I was surprised to read this story from ZDNet this morning, describing yet another devastating cyberattack on a critical infrastructure organization, this time an electric utility. Of course, even though the utility, Delta-Montrose Electric Association (DMEA) in Colorado, never used the word “ransomware” in their announcement of the attack, everyone interviewed for the article seemed to think it was a ransomware attack.
But even if it wasn't, what I'm
most interested in is the fact that, by the utility's own reckoning, 90% of its
internal systems (which I interpret as "IT network") were down. Yet
the utility says their electric operations weren't affected at all. This simply
shows that the utility followed a cardinal principle for
critical infrastructure: Complete separation of the IT and OT networks, so
there is no direct logical path by which an infected IT system might infect the
OT network.
I know of two other devastating ransomware
attacks on critical infrastructure in the US. In both of these, the IT network was
pretty much destroyed by the ransomware, while the OT network wasn’t touched by
it. Yet in both of these cases, the OT network had to be completely shut down
in the wake of the attack, along with the IT network. How could that happen,
assuming the networks really were separated?

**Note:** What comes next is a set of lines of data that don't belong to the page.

//! Pure row-level invariant predicates.
//!
//! Shared by the drift check and by tests; the write-path services enforce
//! the same rules through the lifecycle state machine before committing, so
//! any fault found here is broken existing data, not a caller error.

use rust_decimal::Decimal;

use crate::allocations::Allocation;
use crate::capital_calls::CapitalCall;
use crate::constants::MAX_PORTFOLIO_WEIGHT;

/// A single broken invariant on one stored row.
#[derive(Debug, Clone, PartialEq, Eq)]
pub enum RowFault {
    CalledExceedsCommitted,
    FundedExceedsCalled,
    PaidExceedsCall { call_id: String },
    PortfolioWeightOutOfRange,
}

impl std::fmt::Display for RowFault {
    fn fmt(&self, f: &mut std::fmt::Formatter<'_>) -> std::fmt::Result {
        match self {
            RowFault::CalledExceedsCommitted => write!(f, "called amount exceeds committed"),
            RowFault::FundedExceedsCalled => write!(f, "funded amount exceeds called"),
            RowFault::PaidExceedsCall { call_id } => {
                write!(f, "paid amount exceeds call amount on call {call_id}")
            }
            RowFault::PortfolioWeightOutOfRange => {
                write!(f, "portfolio weight outside [0, 100]")
            }
        }
    }
}

/// True when the weight is absent or inside [0, 100].
pub fn portfolio_weight_in_range(weight: Option<Decimal>) -> bool {
    weight.map_or(true, |w| {
        !w.is_sign_negative() && w <= Decimal::from(MAX_PORTFOLIO_WEIGHT)
    })
}

/// Checks the stored amounts of one allocation and its calls.
///
/// `Amount` construction already excludes negatives, so only the ordering
/// invariants and the weight range remain checkable here.
pub fn allocation_row_faults(allocation: &Allocation, calls: &[&CapitalCall]) -> Vec<RowFault> {
    let mut faults = Vec::new();
    if allocation.called_amount > allocation.committed_amount {
        faults.push(RowFault::CalledExceedsCommitted);
    }
    if allocation.funded_amount > allocation.called_amount {
        faults.push(RowFault::FundedExceedsCalled);
    }
    if !portfolio_weight_in_range(allocation.portfolio_weight) {
        faults.push(RowFault::PortfolioWeightOutOfRange);
    }
    for call in calls {
        if call.paid_amount > call.call_amount {
            faults.push(RowFault::PaidExceedsCall {
                call_id: call.id.clone(),
            });
        }
    }
    faults
}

The more recent of these two
attacks was, of course, Colonial Pipeline. In that attack, after most or all of
the IT network was brought down, the OT network (and therefore the pipelines
themselves) were also brought down. Colonial said at the time that they did
this out of the usual "abundance of caution". However, a WaPo editorial pointed
out that, with Colonial’s billing system (which was on the IT network, a normal
practice even in critical infrastructure) being down, Colonial couldn't invoice
for gas deliveries.
Even more importantly (and this
was a fact I learned from somebody who commented on one of my posts
on Colonial – my longtime friend Unknown), since Colonial is a common carrier
and doesn't own the gas it delivers, they would literally have been on the hook
for the entire cost of all the gas they delivered but didn't invoice, if they'd
continue to run their pipeline network. So the OT network had to come down as
well, even though it wasn't directly impacted by the ransomware.
The previous attack was in 2018,
when a very large US electric utility was hit with a devastating ransomware attack.
As with Colonial and DMEA, the IT network was completely down but the OT
network hadn't been directly affected by the ransomware. The IT department
decided they had to wipe over 10,000 systems on their IT network and rebuild
them from backups. According to two independent sources, the original plan was
to leave the two grid control centers (part of the OT network) running during
the approximately 24 hours it would take to do this.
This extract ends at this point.